* _TRY IT_:
Write out the following records exactly, each one in full.

== RECORDS SHOWN

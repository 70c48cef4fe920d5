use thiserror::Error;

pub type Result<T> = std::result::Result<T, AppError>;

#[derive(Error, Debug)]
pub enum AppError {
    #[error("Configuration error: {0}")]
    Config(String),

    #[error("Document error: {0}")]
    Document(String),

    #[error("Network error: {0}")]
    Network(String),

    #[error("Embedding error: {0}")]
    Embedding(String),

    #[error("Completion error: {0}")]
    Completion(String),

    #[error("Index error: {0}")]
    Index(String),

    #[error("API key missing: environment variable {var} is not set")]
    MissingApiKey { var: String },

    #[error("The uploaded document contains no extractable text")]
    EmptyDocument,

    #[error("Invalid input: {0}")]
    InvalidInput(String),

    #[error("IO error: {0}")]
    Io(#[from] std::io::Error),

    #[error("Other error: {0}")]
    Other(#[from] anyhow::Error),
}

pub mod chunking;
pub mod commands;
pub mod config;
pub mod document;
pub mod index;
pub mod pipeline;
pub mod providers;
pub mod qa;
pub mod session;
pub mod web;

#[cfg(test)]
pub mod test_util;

====

* _EXERCISE OUTPUT_:
repository 70c48cef4fe920d5
use thiserror::Error;

pub type Result<T> = std::result::Result<T, AppError>;

#[derive(Error, Debug)]
pub enum AppError {
    #[error("Configuration error: {0}")]
    Config(String),

    #[error("Document error: {0}")]
    Document(String),

    #[error("Network error: {0}")]
    Network(String),

    #[error("Embedding error: {0}")]
    Embedding(String),

    #[error("Completion error: {0}")]
    Completion(String),

    #[error("Index error: {0}")]
    Index(String),

    #[error("API key missing: environment variable {var} is not set")]
    MissingApiKey { var: String },

    #[error("The uploaded document contains no extractable text")]
    EmptyDocument,

    #[error("Invalid input: {0}")]
    InvalidInput(String),

    #[error("IO error: {0}")]
    Io(#[from] std::io::Error),

    #[error("Other error: {0}")]
    Other(#[from] anyhow::Error),
}

pub mod chunking;
pub mod commands;
pub mod config;
pub mod document;
pub mod index;
pub mod pipeline;
pub mod providers;
pub mod qa;
pub mod session;
pub mod web;

#[cfg(test)]
pub mod test_util;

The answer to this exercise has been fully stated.